Menguburkan jenazah dalam batu alam adalah tradisi masyarakat Nuabari, Kecamatan Paga, Kabupaten Sikka, Nusa Tenggara Timur, dan menjadi warisan yang terus hidup dan dilakukan secara bergotong royong oleh seluruh warga. Batu alam diyakini sebagai satu-satunya media yang mampu melindungi mereka saat menuju alam baka.

Kampung Nuabari terletak di ketinggian 850 meter di atas permukaan laut (mdpl). Untuk menuju ke daerah itu sebetulnya tersedia jalan sepanjang tujuh kilometer dari jalan utama Trans-Flores di Wolowiro. Namun, jalan yang dibangun tahun 1992 itu tidak pernah diperbaiki sehingga rusak parah. Daerah ini terisolasi.

Kampung di lereng Gunung Lena Ndareta itu, saat ini, dihuni 708 orang.
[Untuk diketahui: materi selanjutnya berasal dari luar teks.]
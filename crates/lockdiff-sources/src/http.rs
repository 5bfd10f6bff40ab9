//! HTTP access for remote sources
//!
//! Fetchers depend on the [`HttpClient`] trait rather than on reqwest
//! directly so they can be driven by canned responses in tests.

use std::time::Duration;

use async_trait::async_trait;
use lockdiff_core::config::{HttpConfig, ProvidersConfig};
use lockdiff_core::FetchError;
use reqwest::{Client, StatusCode};
use tracing::{debug, instrument};

/// Minimal HTTP GET capability
#[async_trait]
pub trait HttpClient: Send + Sync {
    /// Fetch a URL and return its body as text
    ///
    /// A 404 maps to [`FetchError::NotFound`] and an empty body to
    /// [`FetchError::EmptyBody`].
    async fn get(&self, url: &str) -> Result<String, FetchError>;
}

/// Settings for [`ReqwestClient`]
#[derive(Debug, Clone)]
pub struct HttpClientConfig {
    /// Request timeout
    pub timeout: Duration,
    /// User-Agent header
    pub user_agent: String,
    /// Token sent to GitHub hosts
    pub github_token: Option<String>,
    /// Token sent to GitLab hosts
    pub gitlab_token: Option<String>,
    /// Hostnames treated as GitLab for authentication
    pub gitlab_hosts: Vec<String>,
}

impl Default for HttpClientConfig {
    fn default() -> Self {
        Self::from_config(&HttpConfig::default(), &ProvidersConfig::default())
    }
}

impl HttpClientConfig {
    /// Build client settings from configuration sections
    pub fn from_config(http: &HttpConfig, providers: &ProvidersConfig) -> Self {
        let mut gitlab_hosts = vec!["gitlab.com".to_string()];
        if let Some(host) = host_of(&providers.gitlab_url) {
            if !gitlab_hosts.contains(&host) {
                gitlab_hosts.push(host);
            }
        }
        for host in &providers.gitlab_hosts {
            let host = host.to_lowercase();
            if !gitlab_hosts.contains(&host) {
                gitlab_hosts.push(host);
            }
        }

        Self {
            timeout: Duration::from_secs(http.timeout_secs),
            user_agent: http.user_agent.clone(),
            github_token: None,
            gitlab_token: None,
            gitlab_hosts,
        }
    }

    /// Set the GitHub token; blank tokens are ignored
    pub fn with_github_token(mut self, token: Option<String>) -> Self {
        self.github_token = token.filter(|t| !t.trim().is_empty());
        self
    }

    /// Set the GitLab token; blank tokens are ignored
    pub fn with_gitlab_token(mut self, token: Option<String>) -> Self {
        self.gitlab_token = token.filter(|t| !t.trim().is_empty());
        self
    }
}

/// [`HttpClient`] backed by reqwest
pub struct ReqwestClient {
    config: HttpClientConfig,
    client: Client,
}

/// Which credential a request should carry
#[derive(Debug, PartialEq, Eq)]
enum Auth<'a> {
    GitHub(&'a str),
    GitLab(&'a str),
    None,
}

impl ReqwestClient {
    /// Create a new client
    pub fn new(config: HttpClientConfig) -> Result<Self, FetchError> {
        let client = Client::builder()
            .timeout(config.timeout)
            .user_agent(config.user_agent.clone())
            .build()
            .map_err(|e| FetchError::Transport(e.to_string()))?;

        Ok(Self { config, client })
    }

    fn auth_for(&self, url: &str) -> Auth<'_> {
        let Some(host) = host_of(url) else {
            return Auth::None;
        };

        if host == "github.com" || host.ends_with(".github.com") || host.ends_with("githubusercontent.com") {
            if let Some(token) = &self.config.github_token {
                return Auth::GitHub(token);
            }
        } else if self.config.gitlab_hosts.iter().any(|h| *h == host) {
            if let Some(token) = &self.config.gitlab_token {
                return Auth::GitLab(token);
            }
        }

        Auth::None
    }
}

#[async_trait]
impl HttpClient for ReqwestClient {
    #[instrument(skip(self))]
    async fn get(&self, url: &str) -> Result<String, FetchError> {
        let mut request = self.client.get(url);
        request = match self.auth_for(url) {
            Auth::GitHub(token) => request.header("Authorization", format!("Bearer {}", token)),
            Auth::GitLab(token) => request.header("PRIVATE-TOKEN", token),
            Auth::None => request,
        };

        let response = request
            .send()
            .await
            .map_err(|e| FetchError::Transport(e.to_string()))?;

        let status = response.status();
        if status == StatusCode::NOT_FOUND {
            return Err(FetchError::NotFound(url.to_string()));
        }
        if !status.is_success() {
            return Err(FetchError::Status {
                status: status.as_u16(),
                url: url.to_string(),
            });
        }

        let body = response
            .text()
            .await
            .map_err(|e| FetchError::Transport(e.to_string()))?;

        if body.trim().is_empty() {
            return Err(FetchError::EmptyBody(url.to_string()));
        }

        debug!(bytes = body.len(), "response received");
        Ok(body)
    }
}

/// Lowercased host of an absolute URL
fn host_of(url: &str) -> Option<String> {
    url::Url::parse(url)
        .ok()
        .and_then(|u| u.host_str().map(str::to_lowercase))
}

#[cfg(test)]
mod tests {
    use super::*;

    fn client(github: Option<&str>, gitlab: Option<&str>) -> ReqwestClient {
        let providers = ProvidersConfig {
            gitlab_hosts: vec!["git.example.org".to_string()],
            ..Default::default()
        };
        let config = HttpClientConfig::from_config(&HttpConfig::default(), &providers)
            .with_github_token(github.map(String::from))
            .with_gitlab_token(gitlab.map(String::from));
        ReqwestClient::new(config).unwrap()
    }

    #[test]
    fn test_auth_selected_by_host() {
        let c = client(Some("gh"), Some("gl"));
        assert_eq!(c.auth_for("https://api.github.com/repos/a/b/releases"), Auth::GitHub("gh"));
        assert_eq!(
            c.auth_for("https://raw.githubusercontent.com/a/b/main/CHANGELOG.md"),
            Auth::GitHub("gh")
        );
        assert_eq!(c.auth_for("https://gitlab.com/api/v4/projects/a%2Fb"), Auth::GitLab("gl"));
        assert_eq!(c.auth_for("https://git.example.org/a/b/-/raw/main/CHANGELOG.md"), Auth::GitLab("gl"));
        assert_eq!(c.auth_for("https://example.com/a"), Auth::None);
        assert_eq!(c.auth_for("not a url"), Auth::None);
    }

    #[test]
    fn test_no_token_means_no_auth() {
        let c = client(None, Some("  "));
        assert_eq!(c.auth_for("https://api.github.com/x"), Auth::None);
        assert_eq!(c.auth_for("https://gitlab.com/x"), Auth::None);
    }

    #[test]
    fn test_config_from_sections() {
        let http = HttpConfig {
            timeout_secs: 3,
            user_agent: "test-agent".to_string(),
        };
        let providers = ProvidersConfig {
            gitlab_url: "https://gitlab.internal".to_string(),
            ..Default::default()
        };
        let config = HttpClientConfig::from_config(&http, &providers);
        assert_eq!(config.timeout, Duration::from_secs(3));
        assert_eq!(config.user_agent, "test-agent");
        assert!(config.gitlab_hosts.contains(&"gitlab.internal".to_string()));
        assert!(config.gitlab_hosts.contains(&"gitlab.com".to_string()));
    }
}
Mereka bekerja sebagai petani, dengan komoditas utama padi lahan kering, serta tanaman penyangga antara lain kakao, cengkeh, kemiri, kelapa, mangga, dan nangka.

Gunung Lena Ndareta, dengan ketinggian sekitar 1.787 mdpl, terdiri dari dua gunung yang berdampingan, yakni Lena sebagai gunung laki-laki (suami) dan Ndareta sebagai gunung perempuan (istri). Warga setempat selalu menyebutnya Lena Ndareta. Nenek moyang Kampung Nuabari diyakini berasal dari Gunung Lena Ndareta. Nuabari sendiri terletak sekitar lima kilometer dari gunung itu.

Perjalanan menggunakan mobil dari Maumere ke Nuabari melalui Wolowiro yang butuh waktu 2,5 jam melalui jalan beraspal mulus. Dari Wolowiro, perjalanan dilanjutkan ke Nabire sejauh 7 kilometer, tetapi melalui jalan rusak.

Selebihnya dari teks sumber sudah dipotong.